I did finally finish Dave Eggers' "A Heartbreaking Work of Staggering Genius." I went into it with a bad attitude after hearing tales of all the obnoxiousness he's surrounded the book with, but I didn't hate it as much as I thought I would. Despite the self-absorption (and then awareness of the self-absorption, and then awareness of the awareness of the self-absorption), some of it was really genuinely touching and very funny. And I have a lot of begrudging respect especially for the introduction, up to and including the infamous "here is a picture of a stapler."

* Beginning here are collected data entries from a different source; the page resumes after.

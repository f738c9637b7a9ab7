//! Answers lookups against the active snapshot.
//!
//! A query string is interpreted in two ways, in this order:
//! 1. as a phone number: it is normalized to its canonical form and looked up in the phone index,
//! 2. as a customer id: it is matched **exactly** (after trimming) against the customer id index
//!    and resolved to the phone it is listed under.
//!
//! The first path which yields a match wins. If neither does, the result is
//! [NotFraud](Status::NotFraud) without any locations.
//!
//! # Example
//!
//! ```
//! # use std::sync::Arc;
//! # use fraudwatch::watchlist::query::{QueryEngine, Status};
//! # use fraudwatch::watchlist::snapshot::{RawRow, SnapshotBuilder};
//! # use fraudwatch::watchlist::store::SnapshotStore;
//! let store = Arc::new(SnapshotStore::new());
//! let row: RawRow = [("Phone", "01112223334"), ("State", "Lagos"), ("City", "Ikeja"), ("Zone", "A"),
//!            ("distinct_customers", "3"), ("customer_ids", "[C100 C101]")]
//!     .iter()
//!     .map(|(column, value)| (column.to_string(), value.to_string()))
//!     .collect();
//! store.publish(SnapshotBuilder::default().build(&[row]).unwrap());
//!
//! let engine = QueryEngine::with_default_format(store);
//! let result = engine.query("C101");
//! assert_eq!(result.status, Status::Fraud);
//! assert_eq!(result.phone, "01112223334");
//! assert_eq!(result.locations[0].city, "Ikeja");
//! ```
use std::sync::Arc;

use serde::Serialize;

use crate::watchlist::normalize::{PhoneFormat, TrunkPrefixFormat};
use crate::watchlist::snapshot::{Snapshot, WatchlistEntry};
use crate::watchlist::store::SnapshotStore;

/// Tells whether a query matched the watchlist.
#[derive(Copy, Clone, Debug, PartialEq, Eq, Serialize)]
#[serde(rename_all = "lowercase")]
pub enum Status {
    /// The phone or customer id is listed.
    Fraud,
    /// Nothing matched.
    NotFraud,
}

/// Describes one location a matched phone is listed for.
#[derive(Clone, Debug, PartialEq, Eq, Serialize)]
pub struct Location {
    /// The state of the location.
    pub state: String,
    /// The city of the location.
    pub city: String,
    /// The zone of the location.
    pub zone: String,
    /// The number of distinct customers (as given in the source).
    pub distinct_customers: String,
    /// The customer ids seen at this location.
    pub customer_ids: Vec<String>,
}

impl From<&WatchlistEntry> for Location {
    fn from(entry: &WatchlistEntry) -> Self {
        Location {
            state: entry.state.clone(),
            city: entry.city.clone(),
            zone: entry.zone.clone(),
            distinct_customers: entry.distinct_customers.clone(),
            customer_ids: entry.customer_ids.clone(),
        }
    }
}

/// Represents the outcome of a lookup.
#[derive(Clone, Debug, PartialEq, Eq, Serialize)]
pub struct QueryResult {
    /// Either **fraud** or **notfraud**.
    pub status: Status,
    /// The matched phone in its display form. For a miss, this is the display form of the
    /// trimmed query.
    pub phone: String,
    /// All locations of the matched phone in source order. Empty for a miss.
    pub locations: Vec<Location>,
}

impl QueryResult {
    /// Determines if the query matched the watchlist.
    pub fn is_fraud(&self) -> bool {
        self.status == Status::Fraud
    }
}

/// Performs lookups against the active snapshot of a [SnapshotStore].
pub struct QueryEngine {
    store: Arc<SnapshotStore>,
    format: Arc<dyn PhoneFormat>,
}

impl QueryEngine {
    /// Creates a new engine which uses the given format to normalize and present phones.
    ///
    /// This has to be the same format which is used by the
    /// [SnapshotBuilder](crate::watchlist::snapshot::SnapshotBuilder) feeding the store.
    pub fn new(store: Arc<SnapshotStore>, format: Arc<dyn PhoneFormat>) -> Self {
        QueryEngine { store, format }
    }

    /// Creates a new engine using the [TrunkPrefixFormat].
    pub fn with_default_format(store: Arc<SnapshotStore>) -> Self {
        QueryEngine::new(store, Arc::new(TrunkPrefixFormat))
    }

    /// Looks up the given phone or customer id.
    ///
    /// The active snapshot is obtained exactly once, so that a concurrent refresh can never
    /// mix the phone path and the customer id path across two snapshots.
    pub fn query(&self, query: &str) -> QueryResult {
        let snapshot = self.store.get_active();
        self.query_snapshot(&snapshot, query)
    }

    /// Looks up the given phone or customer id in the given snapshot.
    pub fn query_snapshot(&self, snapshot: &Snapshot, query: &str) -> QueryResult {
        let query = query.trim();
        let canonical_phone = self.format.normalize(query);
        if snapshot.contains_phone(&canonical_phone) {
            return self.fraud(snapshot, &canonical_phone);
        }

        match snapshot.phone_for_customer_id(query) {
            Some(phone) => self.fraud(snapshot, phone),
            None => self.not_fraud(query),
        }
    }

    fn not_fraud(&self, query: &str) -> QueryResult {
        QueryResult {
            status: Status::NotFraud,
            phone: self.format.display(query),
            locations: Vec::new(),
        }
    }

    fn fraud(&self, snapshot: &Snapshot, canonical_phone: &str) -> QueryResult {
        QueryResult {
            status: Status::Fraud,
            phone: self.format.display(canonical_phone),
            locations: snapshot
                .entries_for_phone(canonical_phone)
                .map(Location::from)
                .collect(),
        }
    }
}

#[cfg(test)]
mod tests {
    use std::sync::Arc;

    use crate::watchlist::normalize::PhoneFormat;
    use crate::watchlist::query::{QueryEngine, Status};
    use crate::watchlist::snapshot::tests::row;
    use crate::watchlist::snapshot::SnapshotBuilder;
    use crate::watchlist::store::SnapshotStore;

    fn engine() -> QueryEngine {
        let store = Arc::new(SnapshotStore::new());
        let _ = store.publish(
            SnapshotBuilder::default()
                .build(&[
                    row("01112223334", "Lagos", "Ikeja", "A", "3", "[C100 C101]"),
                    row("01112223334", "Lagos", "Lekki", "C", "2", "[C102]"),
                    row("2223334445", "Oyo", "Ibadan", "B", "1", "C200, C201"),
                ])
                .unwrap(),
        );

        QueryEngine::with_default_format(store)
    }

    #[test]
    fn phones_are_found_in_both_forms() {
        let engine = engine();

        for query in ["1112223334", "01112223334", "  01112223334\n"] {
            let result = engine.query(query);
            assert_eq!(result.status, Status::Fraud);
            assert_eq!(result.phone, "01112223334");
            assert_eq!(result.locations.len(), 2);
            assert_eq!(result.locations[0].city, "Ikeja");
            assert_eq!(result.locations[0].customer_ids, vec!["C100", "C101"]);
            assert_eq!(result.locations[1].city, "Lekki");
        }
    }

    #[test]
    fn customer_ids_resolve_to_their_phone() {
        let engine = engine();

        let result = engine.query("C100");
        assert_eq!(result.status, Status::Fraud);
        assert_eq!(result.phone, "01112223334");
        assert_eq!(result.locations.len(), 2);

        let result = engine.query(" C201 ");
        assert_eq!(result.phone, "02223334445");
        assert_eq!(result.locations[0].state, "Oyo");
        assert_eq!(result.locations[0].distinct_customers, "1");
    }

    #[test]
    fn customer_ids_are_matched_exactly() {
        let engine = engine();
        assert_eq!(engine.query("c100").status, Status::NotFraud);
        assert_eq!(engine.query("C10").status, Status::NotFraud);
    }

    #[test]
    fn misses_present_the_trimmed_query() {
        let engine = engine();

        let result = engine.query(" 9999999999 ");
        assert_eq!(result.status, Status::NotFraud);
        assert_eq!(result.phone, "09999999999");
        assert_eq!(result.locations.is_empty(), true);
        assert_eq!(result.is_fraud(), false);

        assert_eq!(engine.query("C999").phone, "C999");
        assert_eq!(engine.query("   ").status, Status::NotFraud);
        assert_eq!(engine.query("").phone, "");
    }

    #[test]
    fn an_empty_store_knows_nothing() {
        let engine = QueryEngine::with_default_format(Arc::new(SnapshotStore::new()));
        assert_eq!(engine.query("01112223334").status, Status::NotFraud);
        assert_eq!(engine.query("C100").status, Status::NotFraud);
    }

    #[test]
    fn the_phone_path_takes_precedence() {
        // A customer id which happens to look like a listed phone...
        let store = Arc::new(SnapshotStore::new());
        let _ = store.publish(
            SnapshotBuilder::default()
                .build(&[
                    row("1112223334", "Lagos", "Ikeja", "A", "1", "C100"),
                    row("2223334445", "Oyo", "Ibadan", "B", "1", "1112223334"),
                ])
                .unwrap(),
        );
        let engine = QueryEngine::with_default_format(store);

        let result = engine.query("1112223334");
        assert_eq!(result.phone, "01112223334");
        assert_eq!(result.locations[0].city, "Ikeja");
    }

    #[test]
    fn results_are_serialized_as_expected() {
        let engine = engine();

        let json = serde_json::to_value(engine.query("C200")).unwrap();
        assert_eq!(json["status"], "fraud");
        assert_eq!(json["phone"], "02223334445");
        assert_eq!(json["locations"][0]["zone"], "B");
        assert_eq!(json["locations"][0]["customer_ids"][1], "C201");

        let json = serde_json::to_value(engine.query("nope")).unwrap();
        assert_eq!(json["status"], "notfraud");
        assert_eq!(json["locations"].as_array().unwrap().len(), 0);
    }

    #[test]
    fn a_single_row_watchlist_answers_all_lookups() {
        let store = Arc::new(SnapshotStore::new());
        let _ = store.publish(
            SnapshotBuilder::default()
                .build(&[row("01112223334", "Lagos", "Ikeja", "A", "3", "[C100 C101]")])
                .unwrap(),
        );
        let engine = QueryEngine::with_default_format(store);

        let expected = serde_json::json!({
            "status": "fraud",
            "phone": "01112223334",
            "locations": [{
                "state": "Lagos",
                "city": "Ikeja",
                "zone": "A",
                "distinct_customers": "3",
                "customer_ids": ["C100", "C101"]
            }]
        });
        assert_eq!(serde_json::to_value(engine.query("1112223334")).unwrap(), expected);
        assert_eq!(serde_json::to_value(engine.query("C100")).unwrap(), expected);
        assert_eq!(
            serde_json::to_value(engine.query("9999999999")).unwrap(),
            serde_json::json!({"status": "notfraud", "phone": "09999999999", "locations": []})
        );
    }

    #[test]
    fn blank_phones_are_listed_like_any_other() {
        let store = Arc::new(SnapshotStore::new());
        let _ = store.publish(
            SnapshotBuilder::default()
                .build(&[
                    row("01112223334", "Lagos", "Ikeja", "A", "3", "C100"),
                    row("", "", "", "", "", ""),
                ])
                .unwrap(),
        );
        let engine = QueryEngine::with_default_format(store);

        let result = engine.query("  ");
        assert_eq!(result.status, Status::Fraud);
        assert_eq!(result.phone, "");
        assert_eq!(result.locations.len(), 1);
    }

    struct Verbatim;

    impl PhoneFormat for Verbatim {
        fn normalize(&self, raw: &str) -> String {
            raw.trim().to_owned()
        }

        fn display(&self, phone: &str) -> String {
            phone.to_owned()
        }
    }

    #[test]
    fn other_phone_formats_can_be_plugged_in() {
        let format: Arc<dyn PhoneFormat> = Arc::new(Verbatim);
        let store = Arc::new(SnapshotStore::new());
        let _ = store.publish(
            SnapshotBuilder::new(format.clone())
                .build(&[row("+2341112223334", "Lagos", "Ikeja", "A", "1", "C100")])
                .unwrap(),
        );
        let engine = QueryEngine::new(store, format);

        assert_eq!(engine.query("+2341112223334").phone, "+2341112223334");
        assert_eq!(engine.query("C100").phone, "+2341112223334");
        assert_eq!(engine.query("1112223334").status, Status::NotFraud);
    }
}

(If you don't know what I'm talking about, don't worry about it, it's not that important... basically this guy wrote a book about himself -- sort of a memoir even though he's quite young, I think in his mid-20s. His parents died when he was 21, and he wound up taking care of his 8-year-old brother. It made a big splash in the literary blah blah because he takes a lot of stylistic risks, right from the title: He has conversations with himself, is obsessively self-referential, ends his 20-something-page introduction with a drawing of a stapler. Etc.)

In the end, I probably wouldn't go for "Staggering Genius," but I'd give him "Heartbreaking." Except not for the reasons he wanted, I don't think... it sort of made me wish for a time when a book meant a story that someone made up, or at least an unself-consciously edited autobiography. The self-referentiality got depressing after a while, like he was endlessly examining and re-examining himself, living his life just to write about it, hyper-aware of his audience before they even existed. And he knows it, too, so you can't even criticize him for it.

But I think Douglas Coupland, even though it's cool to scoff at him these days, fights Eggers' battles much more successfully. Well, I won't speak for "Girlfriend in a Coma," but at least "Life After God" and "Microserfs." The two of them should go out for coffee (at some definitively un-Starbucksish location, of course).